**Exercise directions**
Scan the entries below. List each line with "impl".

Collected data entries

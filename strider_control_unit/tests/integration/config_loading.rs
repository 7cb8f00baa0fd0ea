//! Robot configuration from TOML files into a running controller.

use std::io::Write;
use std::path::Path;

use strider_common::config::{ConfigError, ConfigLoader, LogLevel};
use strider_common::robot::config::RobotConfig;
use strider_control_unit::clock::ManualClock;
use strider_control_unit::error::ControlError;
use strider_control_unit::robot::RobotController;
use strider_control_unit::scheduler::StopReason;
use tempfile::NamedTempFile;

const SAMPLE_CONFIG: &str = include_str!("../../../config/robot.toml");

fn write_temp(content: &str) -> NamedTempFile {
    let mut file = NamedTempFile::new().unwrap();
    file.write_all(content.as_bytes()).unwrap();
    file
}

#[test]
fn shipped_config_matches_reference_biped() {
    let config = RobotConfig::from_toml(SAMPLE_CONFIG).unwrap();
    assert!(config.validate().is_ok());
    assert_eq!(config, RobotConfig::reference_biped());
}

#[test]
fn file_config_runs_to_cycle_limit() {
    let file = write_temp(
        r#"
[shared]
log_level = "debug"

[control]
frequency_hz = 100.0
telemetry_joints = ["pelvis_hip"]
max_cycles = 50

[simulation]
excitation = 0.0

[[joints]]
name = "pelvis_hip"
kp = 80.0
actuator_settle_us = 0

[[joints]]
name = "tail"
actuator_settle_us = 0
"#,
    );

    let config = RobotConfig::load(file.path()).unwrap();
    assert_eq!(config.shared.log_level, LogLevel::Debug);
    assert!(config.imus.is_empty());

    let mut robot = RobotController::from_config(config, ManualClock::shared()).unwrap();
    robot.initialize().unwrap();
    assert_eq!(robot.run(), Ok(StopReason::CycleLimitReached));
    assert_eq!(robot.stats().cycle_count, 50);
}

#[test]
fn missing_file_reported() {
    let err = RobotConfig::load(Path::new("/nonexistent/strider/robot.toml")).unwrap_err();
    assert!(matches!(err, ConfigError::FileNotFound(_)));
}

#[test]
fn malformed_toml_reported() {
    let file = write_temp("[[joints]\nname = ");
    let err = RobotConfig::load(file.path()).unwrap_err();
    assert!(matches!(err, ConfigError::ParseError(_)));
}

#[test]
fn inverted_bounds_fail_fast_at_construction() {
    let file = write_temp(
        r#"
[[joints]]
name = "left_hip"
min_position = 1.0
max_position = -1.0
"#,
    );
    let config = RobotConfig::load(file.path()).unwrap();
    let err = RobotController::from_config(config, ManualClock::shared()).unwrap_err();
    assert!(matches!(
        err,
        ControlError::Config(ConfigError::ValidationError(_))
    ));
}

#[test]
fn out_of_range_frequency_rejected() {
    let mut config = RobotConfig::reference_biped();
    config.control.frequency_hz = 0.0;
    let err = RobotController::from_config(config, ManualClock::shared()).unwrap_err();
    assert!(matches!(err, ControlError::Config(_)));
}

#[test]
fn oversized_telemetry_interval_rejected_at_construction() {
    let mut config = RobotConfig::reference_biped();
    config.control.telemetry_interval_s = 1.0e20;
    assert!(config.validate().is_err());
    let err = RobotController::from_config(config, ManualClock::shared()).unwrap_err();
    assert!(matches!(
        err,
        ControlError::Config(ConfigError::ValidationError(_))
    ));
}
impl JointConfig {
    /// A joint with default gains and limits.
    pub fn named(name: &str) -> Self {
        Self {
            name: name.to_string(),
            kp: default_kp(),
            ki: default_ki(),
            kd: default_kd(),
            min_position: -PI,
            max_position: PI,
            max_velocity: default_max_velocity(),
            max_temperature: default_max_temperature(),
            max_torque: default_max_torque(),
            gear_ratio: default_gear_ratio(),
            efficiency: default_efficiency(),
            sensor_noise: default_sensor_noise(),
            actuator_settle_us: DEFAULT_ACTUATOR_SETTLE_US,
        }
    }

    /// Validate gains and limits. Malformed values are rejected, never clamped.
    pub fn validate(&self) -> Result<(), ConfigError> {
        let err = |msg: String| {
            Err(ConfigError::ValidationError(format!(
                "joint '{}': {msg}",
                self.name
            )))
        };

        if self.name.trim().is_empty() {
            return Err(ConfigError::ValidationError(
                "joint name cannot be empty".to_string(),
            ));
        }
        for (gain, value) in [("kp", self.kp), ("ki", self.ki), ("kd", self.kd)] {
            if !value.is_finite() || value < 0.0 {
                return err(format!("{gain} must be finite and >= 0, got {value}"));
            }
        }
        if !self.min_position.is_finite() || !self.max_position.is_finite() {
            return err("position bounds must be finite".to_string());
        }
        if self.min_position >= self.max_position {
            return err(format!(
                "min_position {} must be below max_position {}",
                self.min_position, self.max_position
            ));
        }
        for (field, value) in [
            ("max_velocity", self.max_velocity),
            ("max_temperature", self.max_temperature),
            ("max_torque", self.max_torque),
            ("gear_ratio", self.gear_ratio),
        ] {
            if !value.is_finite() || value <= 0.0 {
                return err(format!("{field} must be finite and > 0, got {value}"));
            }
        }
        if !(self.efficiency > 0.0 && self.efficiency <= 1.0) {
            return err(format!("efficiency {} out of range (0, 1]", self.efficiency));
        }
        if !self.sensor_noise.is_finite() || self.sensor_noise < 0.0 {
            return err(format!("sensor_noise {} must be >= 0", self.sensor_noise));
        }
        Ok(())
    }
}

/// Per-IMU parameters.
#[derive(Debug, Clone, PartialEq, Serialize, Deserialize)]
pub struct ImuConfig {
    pub name: String,
    #[serde(default = "default_imu_noise")]
    pub noise: f64,
}

fn default_imu_noise() -> f64 {
    0.001
}

impl ImuConfig {
    pub fn named(name: &str) -> Self {
        Self {
            name: name.to_string(),
            noise: default_imu_noise(),
        }
    }
}

// ─── Validation ─────────────────────────────────────────────────────

impl RobotConfig {
    /// Six-joint biped with torso and head IMUs at 200 Hz.
    pub fn reference_biped() -> Self {
        let joints = [
            "left_hip",
            "left_knee",
            "left_ankle",
            "right_hip",
            "right_knee",
            "right_ankle",
        ]
        .into_iter()
        .map(JointConfig::named)
        .collect();

        Self {
            shared: SharedConfig::default(),
            control: ControlConfig::default(),
            fusion: FusionConfig::default(),
            simulation: SimulationConfig::default(),
            rt: RtConfig::default(),
            joints,
            imus: vec![ImuConfig::named("torso_imu"), ImuConfig::named("head_imu")],
        }
    }

    /// Validate every section. Called once before controllers are built.
    pub fn validate(&self) -> Result<(), ConfigError> {
        self.shared.validate()?;

        let c = &self.control;
        if !(FREQUENCY_HZ_MIN..=FREQUENCY_HZ_MAX).contains(&c.frequency_hz) {
            return Err(ConfigError::ValidationError(format!(
                "frequency_hz {} out of range [{FREQUENCY_HZ_MIN}, {FREQUENCY_HZ_MAX}]",
                c.frequency_hz
            )));
        }
        if !(c.telemetry_interval_s > 0.0 && c.telemetry_interval_s <= TELEMETRY_INTERVAL_S_MAX) {
            return Err(ConfigError::ValidationError(format!(
                "telemetry_interval_s {} out of range (0, {TELEMETRY_INTERVAL_S_MAX}]",
                c.telemetry_interval_s
            )));
        }
        if c.telemetry_joints.len() > MAX_TELEMETRY_JOINTS {
            return Err(ConfigError::ValidationError(format!(
                "at most {MAX_TELEMETRY_JOINTS} telemetry joints, got {}",
                c.telemetry_joints.len()
            )));
        }

        self.rt.validate()?;

        let f = &self.fusion;
        for (field, w) in [("hip_weight", f.hip_weight), ("imu_weight", f.imu_weight)] {
            if !(0.0..=1.0).contains(&w) {
                return Err(ConfigError::ValidationError(format!(
                    "{field} {w} out of range [0, 1]"
                )));
            }
        }

        let s = &self.simulation;
        if !s.excitation.is_finite() || s.excitation < 0.0 {
            return Err(ConfigError::ValidationError(format!(
                "excitation {} must be >= 0",
                s.excitation
            )));
        }
        if !s.imu_integration_step_s.is_finite() || s.imu_integration_step_s <= 0.0 {
            return Err(ConfigError::ValidationError(format!(
                "imu_integration_step_s {} must be > 0",
                s.imu_integration_step_s
            )));
        }
        if !s.noise_phase_step.is_finite() {
            return Err(ConfigError::ValidationError(
                "noise_phase_step must be finite".to_string(),
            ));
        }

        if self.joints.is_empty() || self.joints.len() > MAX_JOINTS {
            return Err(ConfigError::ValidationError(format!(
                "joint count {} out of range [1, {MAX_JOINTS}]",
                self.joints.len()
            )));
        }
        if self.imus.len() > MAX_IMUS {
            return Err(ConfigError::ValidationError(format!(
                "imu count {} exceeds {MAX_IMUS}",
                self.imus.len()
            )));
        }

        let mut names = HashSet::new();
        for joint in &self.joints {
            joint.validate()?;
            if !names.insert(joint.name.as_str()) {
                return Err(ConfigError::ValidationError(format!(
                    "duplicate sensor/joint name '{}'",
                    joint.name
                )));
            }
        }
        for imu in &self.imus {
            if imu.name.trim().is_empty() {
                return Err(ConfigError::ValidationError(
                    "imu name cannot be empty".to_string(),
                ));
            }
            if !imu.noise.is_finite() || imu.noise < 0.0 {
                return Err(ConfigError::ValidationError(format!(
                    "imu '{}': noise {} must be >= 0",
                    imu.name, imu.noise
                )));
            }
            if !names.insert(imu.name.as_str()) {
                return Err(ConfigError::ValidationError(format!(
                    "duplicate sensor/joint name '{}'",
                    imu.name
                )));
            }
        }

        for selected in &c.telemetry_joints {
            if !self.joints.iter().any(|j| &j.name == selected) {
                return Err(ConfigError::ValidationError(format!(
                    "telemetry joint '{selected}' is not configured"
                )));
            }
        }
        Ok(())
    }
}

**Problem solution**
impl JointConfig {
impl ImuConfig {
impl RobotConfig {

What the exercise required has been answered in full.